Here’s the exchange between Judge Sotomayor and Sen. Russell Feingold (courtesy of The Washington Post):

Feingold: I’d like to start by talking for a moment about the recent Supreme Court decision in Caperton versus Massey. I consider this a significant case that bears upon the flood of special interest money that threatens to undermine public confidence in our justice system.

The facts of this case are notorious. John Grisham used them as an inspiration for his novel “The Appeal.” A jury in West Virginia returned a $50 million verdict for a large coal company. And pending the appeal, the company’s CEO spent $3 million to elect an attorney named Brent Benjamin to the state supreme court.

That was a huge amount of money, relatively speaking, more than the amounts spent by all of Benjamin’s other financial supporters combined. Benjamin won the election, because a West Virginia Supreme Court justice, and lo and behold, he voted to overturn that $50 million verdict against his main campaign contributor.

Twice he refused to recuse himself in the case despite his obvious conflict of interest. And last month the Supreme Court held that Benjamin’s failure to recuse himself was intolerable under our Constitution’s guarantee of due process of law.
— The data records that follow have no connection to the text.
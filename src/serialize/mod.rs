//! Binary serialization of arrays
//!
//! Every record is self-describing and little-endian:
//!
//! ```text
//! magic     8 bytes   b"TICKARR\0"
//! version   u32
//! flags     u32       reserved, zero
//! kind      u8        dense or sparse, 1d or 2d
//! dtype     u8        element type tag
//! dims      u64 * k   size, or rows and cols
//! buffers             each a u64 byte length followed by the elements
//! ```
//!
//! Dense records carry one buffer of values. Sparse 1D records carry the
//! indices and the values; sparse 2D records carry the row offsets, the
//! column indices and the values, in that order.
//!
//! Decoding always produces freshly allocated shared arrays with a reference
//! count of one.

mod reader;
pub use reader::Reader;

mod writer;
pub use writer::Writer;

use std::fmt;
use std::path::Path;

use crate::error::{DecodeError, Error};
use crate::lang::{ArrayResult, Signal};
use crate::object::{
    Array, Array2d, DType, Dense, Element, Index, SharedArray, SharedArray2d, SharedSparseArray,
    SharedSparseArray2d, SparseArray, SparseArray2d, VArray,
};

/// Magic bytes identifying an array record
pub const MAGIC: &[u8; 8] = b"TICKARR\0";

/// Current format version
pub const VERSION: u32 = 1;

/// Header size in bytes (magic + version + flags)
pub const HEADER_SIZE: usize = 16;

/// Shape of a serialized record
#[derive(
    Debug,
    Clone,
    Copy,
    PartialEq,
    Eq,
    strum::Display,
    strum::EnumString,
    strum::EnumIter,
    strum::IntoStaticStr,
)]
#[strum(serialize_all = "snake_case")]
#[repr(u8)]
pub enum Kind {
    Dense1d = 0x01,
    Dense2d = 0x02,
    Sparse2d = 0x03,
    Sparse1d = 0x04,
}

impl Kind {
    pub fn from_u8(tag: u8) -> Option<Self> {
        use strum::IntoEnumIterator;
        Kind::iter().find(|k| *k as u8 == tag)
    }
}

/// Types that can be written as a record
pub trait Encode {
    const KIND: Kind;
    type Elem: Element;

    /// Write dimensions and payload buffers
    fn encode_body(&self, w: &mut Writer);
}

/// Types that can be read back from a record
pub trait Decode: Sized {
    const KIND: Kind;
    type Elem: Element;

    /// Read dimensions and payload buffers
    fn decode_body(r: &mut Reader) -> ArrayResult<Self>;
}

pub fn serialize<E: Encode + ?Sized>(x: &E) -> Vec<u8> {
    let mut w = Writer::new(E::KIND, <E::Elem as Element>::DTYPE);
    x.encode_body(&mut w);
    w.finish()
}

/// Decode a record, which must hold exactly one value of type `D`
pub fn deserialize<D: Decode>(bytes: &[u8]) -> ArrayResult<D> {
    let mut r = Reader::new(bytes);
    let (kind, dtype) = r.header()?;

    if kind != D::KIND {
        return DecodeError::KindMismatch {
            expected: D::KIND.into(),
            found: kind.into(),
        }
        .into();
    }

    let expected = <D::Elem as Element>::DTYPE;
    if dtype != expected {
        return DecodeError::DTypeMismatch {
            expected,
            found: dtype,
        }
        .into();
    }

    let value = D::decode_body(&mut r)?;
    r.finish()?;
    Ok(value)
}

pub fn to_file<E: Encode + ?Sized>(path: impl AsRef<Path>, x: &E) -> ArrayResult<()> {
    let path = path.as_ref();
    let bytes = serialize(x);
    std::fs::write(path, &bytes)?;
    log::debug!("wrote {} bytes to {}", bytes.len(), path.display());
    Ok(())
}

pub fn from_file<D: Decode>(path: impl AsRef<Path>) -> ArrayResult<D> {
    let path = path.as_ref();
    let bytes = std::fs::read(path)?;
    log::debug!("read {} bytes from {}", bytes.len(), path.display());
    deserialize(&bytes)
}

/// What a record holds, read from its header and dimensions only
#[derive(Debug, Clone, PartialEq)]
pub struct RecordInfo {
    pub kind: Kind,
    pub dtype: DType,
    pub shape: Vec<usize>,
    pub nnz: Option<usize>,
}

impl fmt::Display for RecordInfo {
    fn fmt(&self, f: &mut fmt::Formatter<'_>) -> fmt::Result {
        let shape: Vec<String> = self.shape.iter().map(|d| d.to_string()).collect();
        write!(f, "{} {} [{}]", self.kind, self.dtype, shape.join(" x "))?;
        if let Some(nnz) = self.nnz {
            write!(f, " nnz={nnz}")?;
        }
        Ok(())
    }
}

/// Read the kind, dtype and shape of a record without decoding its values
pub fn inspect(bytes: &[u8]) -> ArrayResult<RecordInfo> {
    let mut r = Reader::new(bytes);
    let (kind, dtype) = r.header()?;

    let info = match kind {
        Kind::Dense1d => RecordInfo {
            kind,
            dtype,
            shape: vec![r.dim()?],
            nnz: None,
        },
        Kind::Dense2d => RecordInfo {
            kind,
            dtype,
            shape: vec![r.dim()?, r.dim()?],
            nnz: None,
        },
        Kind::Sparse1d => {
            let shape = vec![r.dim()?];
            let nnz = r.skip_buffer()? / DType::U32.element_size();
            r.skip_buffer()?;
            RecordInfo {
                kind,
                dtype,
                shape,
                nnz: Some(nnz),
            }
        }
        Kind::Sparse2d => {
            let shape = vec![r.dim()?, r.dim()?];
            r.skip_buffer()?;
            let nnz = r.skip_buffer()? / DType::U32.element_size();
            RecordInfo {
                kind,
                dtype,
                shape,
                nnz: Some(nnz),
            }
        }
    };
    Ok(info)
}

fn encode_dense1d<T: Element, D: Dense<T> + ?Sized>(x: &D, w: &mut Writer) {
    w.put_dim(x.len());
    x.with_slice(|values| w.put_buffer(values));
}

fn encode_dense2d<T: Element, D: Dense<T> + ?Sized>(x: &D, shape: (usize, usize), w: &mut Writer) {
    w.put_dim(shape.0);
    w.put_dim(shape.1);
    x.with_slice(|values| w.put_buffer(values));
}

macro_rules! impl_encode_dense1d {
    ( $( $ty:ident ),* ) => {
        $(
            impl<T: Element> Encode for $ty<T> {
                const KIND: Kind = Kind::Dense1d;
                type Elem = T;

                fn encode_body(&self, w: &mut Writer) {
                    encode_dense1d(self, w)
                }
            }
        )*
    };
}

impl_encode_dense1d!(Array, SharedArray, VArray);

impl<T: Element> Encode for Array2d<T> {
    const KIND: Kind = Kind::Dense2d;
    type Elem = T;

    fn encode_body(&self, w: &mut Writer) {
        encode_dense2d(self, self.shape(), w)
    }
}

impl<T: Element> Encode for SharedArray2d<T> {
    const KIND: Kind = Kind::Dense2d;
    type Elem = T;

    fn encode_body(&self, w: &mut Writer) {
        encode_dense2d(self, self.shape(), w)
    }
}

impl<T: Element> Encode for SparseArray<T> {
    const KIND: Kind = Kind::Sparse1d;
    type Elem = T;

    fn encode_body(&self, w: &mut Writer) {
        w.put_dim(self.size());
        self.indices().with_slice(|x| w.put_buffer(x));
        self.values().with_slice(|x| w.put_buffer(x));
    }
}

impl<T: Element> Encode for SharedSparseArray<T> {
    const KIND: Kind = Kind::Sparse1d;
    type Elem = T;

    fn encode_body(&self, w: &mut Writer) {
        self.view().encode_body(w)
    }
}

impl<T: Element> Encode for SparseArray2d<T> {
    const KIND: Kind = Kind::Sparse2d;
    type Elem = T;

    fn encode_body(&self, w: &mut Writer) {
        w.put_dim(self.n_rows());
        w.put_dim(self.n_cols());
        self.row_indices().with_slice(|x| w.put_buffer(x));
        self.indices().with_slice(|x| w.put_buffer(x));
        self.values().with_slice(|x| w.put_buffer(x));
    }
}

impl<T: Element> Encode for SharedSparseArray2d<T> {
    const KIND: Kind = Kind::Sparse2d;
    type Elem = T;

    fn encode_body(&self, w: &mut Writer) {
        self.view().encode_body(w)
    }
}

impl<T: Element> Decode for SharedArray<T> {
    const KIND: Kind = Kind::Dense1d;
    type Elem = T;

    fn decode_body(r: &mut Reader) -> ArrayResult<Self> {
        let len = r.dim()?;
        Ok(SharedArray::from(r.buffer::<T>(len)?))
    }
}

impl<T: Element> Decode for VArray<T> {
    const KIND: Kind = Kind::Dense1d;
    type Elem = T;

    fn decode_body(r: &mut Reader) -> ArrayResult<Self> {
        <SharedArray<T> as Decode>::decode_body(r).map(VArray::from)
    }
}

impl<T: Element> Decode for SharedArray2d<T> {
    const KIND: Kind = Kind::Dense2d;
    type Elem = T;

    fn decode_body(r: &mut Reader) -> ArrayResult<Self> {
        let n_rows = r.dim()?;
        let n_cols = r.dim()?;
        let len = n_rows
            .checked_mul(n_cols)
            .ok_or(DecodeError::SizeOverflow)?;
        SharedArray2d::from_shared(n_rows, n_cols, SharedArray::from(r.buffer::<T>(len)?))
    }
}

impl<T: Element> Decode for SharedSparseArray<T> {
    const KIND: Kind = Kind::Sparse1d;
    type Elem = T;

    fn decode_body(r: &mut Reader) -> ArrayResult<Self> {
        let size = r.dim()?;
        let indices = r.buffer_any::<Index>()?;
        let values = r.buffer::<T>(indices.len())?;

        SharedSparseArray::from_parts(size, SharedArray::from(indices), SharedArray::from(values))
            .map_err(structure_error)
    }
}

impl<T: Element> Decode for SharedSparseArray2d<T> {
    const KIND: Kind = Kind::Sparse2d;
    type Elem = T;

    fn decode_body(r: &mut Reader) -> ArrayResult<Self> {
        let n_rows = r.dim()?;
        let n_cols = r.dim()?;
        let n_offsets = n_rows.checked_add(1).ok_or(DecodeError::SizeOverflow)?;

        let row_indices = r.buffer::<Index>(n_offsets)?;
        let indices = r.buffer_any::<Index>()?;
        let values = r.buffer::<T>(indices.len())?;

        SharedSparseArray2d::from_parts(
            n_rows,
            n_cols,
            SharedArray::from(row_indices),
            SharedArray::from(indices),
            SharedArray::from(values),
        )
        .map_err(structure_error)
    }
}

/// Invalid sparse structure in a record is malformed input
fn structure_error(e: Signal) -> Signal {
    match e {
        Signal::Error(Error::InvalidSparse(msg)) => DecodeError::Structure(msg).into(),
        e => e,
    }
}
use std::fmt;
use std::sync::Arc;

use super::storage::Buffer;
use super::{Dense, Element, SharedArray, Storage};

/// Resizable Shared Array
///
/// A [`SharedArray`] whose logical size can change after construction.
/// Storage is allocated with some spare capacity; shrinking only lowers the
/// logical size and never gives memory back.
///
/// Resizing happens in place on the shared storage: every clone of a
/// `VArray`, and every `SharedArray` obtained from it, observes the new size.
/// Views taken before a reallocation are stale afterwards.
///
/// ```
/// use tick_array::object::{Dense, VArray};
///
/// let a = VArray::<i32>::new(0);
/// for i in 0..5 {
///     a.append1(i);
/// }
///
/// assert_eq!(a.to_vec(), vec![0, 1, 2, 3, 4]);
/// assert!(a.capacity() >= 5);
/// ```
///
#[derive(Clone, PartialEq)]
pub struct VArray<T: Element> {
    shared: SharedArray<T>,
}

impl<T: Element> VArray<T> {
    pub fn new(n: usize) -> Self {
        VArray {
            shared: SharedArray::new(n),
        }
    }

    /// Number of elements the storage can hold without reallocating
    pub fn capacity(&self) -> usize {
        self.shared.storage().capacity()
    }

    pub fn as_shared(&self) -> &SharedArray<T> {
        &self.shared
    }

    pub fn into_shared(self) -> SharedArray<T> {
        self.shared
    }

    pub fn ref_count(&self) -> usize {
        self.shared.ref_count()
    }

    /// Change the logical size
    ///
    /// Within capacity this only moves the logical end, so shrinking and
    /// growing back restores the elements that were there. Past capacity the
    /// storage is reallocated to `max(new_size, 2 * capacity)` elements. With
    /// `preserve`, the first `min(size, new_size)` elements are carried over;
    /// without, the new contents are zeroed.
    pub fn set_size(&self, new_size: usize, preserve: bool) {
        let storage = self.shared.storage();
        let mut buffer = storage.write();

        let capacity = buffer.len();
        if new_size <= capacity {
            storage.set_size(new_size);
            return;
        }

        let new_capacity = new_size.max(capacity.saturating_mul(2));
        let mut data = vec![T::default(); new_capacity];
        if preserve {
            let kept = storage.size().min(new_size);
            data[..kept].copy_from_slice(&buffer.as_slice()[..kept]);
        }

        *buffer = Buffer::from_vec(data);
        storage.set_size(new_size);
        storage.bump_epoch();
        log::debug!("reallocated varray from {capacity} to {new_capacity} elements");
    }

    /// Append a single element
    pub fn append1(&self, value: T) {
        let n = self.len();
        self.set_size(n + 1, true);
        self.set(n, value);
    }

    /// Append all elements of `other`, which may alias `self`
    pub fn append<D: Dense<T> + ?Sized>(&self, other: &D) {
        let tail = other.to_vec();
        let n = self.len();
        self.set_size(n + tail.len(), true);
        self.with_slice_mut(|x| x[n..].copy_from_slice(&tail));
    }
}

impl<T: Element> Dense<T> for VArray<T> {
    fn storage(&self) -> &Arc<Storage<T>> {
        self.shared.storage()
    }

    fn offset(&self) -> usize {
        0
    }

    fn len(&self) -> usize {
        self.shared.len()
    }

    fn view_epoch(&self) -> Option<u64> {
        None
    }
}

impl<T: Element> From<SharedArray<T>> for VArray<T> {
    fn from(shared: SharedArray<T>) -> Self {
        VArray { shared }
    }
}

impl<T: Element> From<Vec<T>> for VArray<T> {
    fn from(value: Vec<T>) -> Self {
        VArray::from(SharedArray::from(value))
    }
}

impl<T: Element> fmt::Debug for VArray<T> {
    fn fmt(&self, f: &mut fmt::Formatter<'_>) -> fmt::Result {
        f.debug_struct("VArray")
            .field("capacity", &self.capacity())
            .field("ref_count", &self.ref_count())
            .field("data", &self.to_vec())
            .finish()
    }
}

#[cfg(test)]
mod tests {
    use super::*;

    #[test]
    fn grow_then_shrink_preserves_prefix() {
        let original = vec![1.0, 2.0, 3.0, 4.0];
        for k in [5, 8, 9, 100] {
            for j in 0..=k {
                let a = VArray::from(original.clone());
                a.set_size(k, true);
                a.set_size(j, true);

                let kept = original.len().min(j);
                assert_eq!(a.len(), j);
                assert_eq!(a.to_vec()[..kept], original[..kept]);
            }
        }
    }

    #[test]
    fn shrink_then_grow_within_capacity_restores() {
        let a = VArray::from(vec![1, 2, 3, 4, 5]);
        a.set_size(2, true);
        assert_eq!(a.to_vec(), vec![1, 2]);
        assert_eq!(a.capacity(), 5);

        a.set_size(5, true);
        assert_eq!(a.to_vec(), vec![1, 2, 3, 4, 5]);
    }

    #[test]
    fn growth_is_geometric() {
        let a = VArray::<u16>::new(4);
        a.set_size(5, true);
        assert_eq!(a.capacity(), 8);
        a.set_size(100, true);
        assert_eq!(a.capacity(), 100);
    }

    #[test]
    fn growth_without_preserve_zeroes() {
        let a = VArray::from(vec![7, 7, 7]);
        a.set_size(10, false);
        assert_eq!(a.to_vec(), vec![0; 10]);
    }

    #[test]
    fn resize_is_seen_by_all_holders() {
        let a = VArray::from(vec![1.0, 2.0]);
        let b = a.clone();
        let shared = a.as_shared().clone();
        assert_eq!(a.ref_count(), 3);

        a.append(&SharedArray::from(vec![3.0, 4.0, 5.0]));
        assert_eq!(b.to_vec(), vec![1.0, 2.0, 3.0, 4.0, 5.0]);
        assert_eq!(shared.len(), 5);
        assert_eq!(shared.sum(), 15.0);
    }

    #[test]
    fn reallocation_invalidates_views() {
        let a = VArray::from(vec![1, 2]);
        let v = a.view();
        a.set_size(1, true);
        assert!(v.validate().is_ok());

        a.set_size(3, true);
        assert!(v.validate().is_err());
    }

    #[test]
    fn append_self() {
        let a = VArray::from(vec![1, 2, 3]);
        a.append(&a.clone());
        assert_eq!(a.to_vec(), vec![1, 2, 3, 1, 2, 3]);
    }
}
The court also noted approvingly that most states have adopted codes of judicial conduct that prevent this kind of conflict. And to that end, I commend the Wisconsin Supreme Court’s plan to revise its recusal rules to provide additional safeguards that protect judicial impartiality.
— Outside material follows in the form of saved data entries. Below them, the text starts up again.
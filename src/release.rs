pub const GIT_HASH: &str = env!("GIT_HASH");

pub fn session_header() -> String {
    let dev = if !GIT_HASH.is_empty() && GIT_HASH != "unknown" {
        format!(" (dev {:.8})", GIT_HASH)
    } else {
        String::from("")
    };

    format!("tick-array version {}{dev}", env!("CARGO_PKG_VERSION"))
}
use clap::Parser;

use tick_array::cli::Cli;
use tick_array::commands;
use tick_array::lang::Signal;
use tick_array::release::session_header;
use tick_array::session::Session;

fn main() -> Result<(), Signal> {
    let cli = Cli::parse();
    let command = cli.command.clone();
    let session = Session::from(cli);

    env_logger::Builder::new()
        .filter_level(session.log_filter())
        .parse_default_env()
        .init();

    log::info!("{}", session_header());
    let backend = session.install();
    log::debug!("using {backend} vector backend with {} threads", session.pool().n_threads());

    println!("{}", commands::run(&session, &command)?);
    Ok(())
}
You’ve been a judge for many years and you many have seen examples when you thought a judge should have withdrawn, although hopefully none were as egregious as this case.

In your opinion, what additional steps should judges and legislators take to ensure that the judiciary is held to the highest ethical standards and that litigants can be confident that their cases will be handled impartially?

SOTOMAYOR: Senator, I would find it inappropriate to make suggestions to Congress about what standards it should hold judges to or litigants. That’s a policy choice that Congress will consider.

I note that the American Bar Association has a code of conduct that applies to litigants. The judicial code has a code of conduct for judges. And as you noted in the state system where judges are elected, many states are doing what I just spoke about, making — passing regulations.

Caperton was a case that was taken under the local rules of the Supreme Court presumably that exercises supervisory powers over the functions of the courts. And it presented obviously a significant issue because the court took it and decided the case.

At issue fundamentally is that judges, lawyers, all professionals must on their own abide by the highest standards of conduct. And I have given a speech on this topic to students at Yale at one point where I said, the law is only the minimum one must do, personally one must act in a way in cases to ensure that you’re acting consistent with your sense of meeting the highest standards of the profession.

One Response to “Court nominee on Blankenship-Benjamin case”

  1. Outsider says:

    Thank YOU Sen. Feingold!
    ……..excellent statements and question!
    No doubt…….. Rockefeller would have NEVER considered a question like that!
    Thank you Sen Feingold!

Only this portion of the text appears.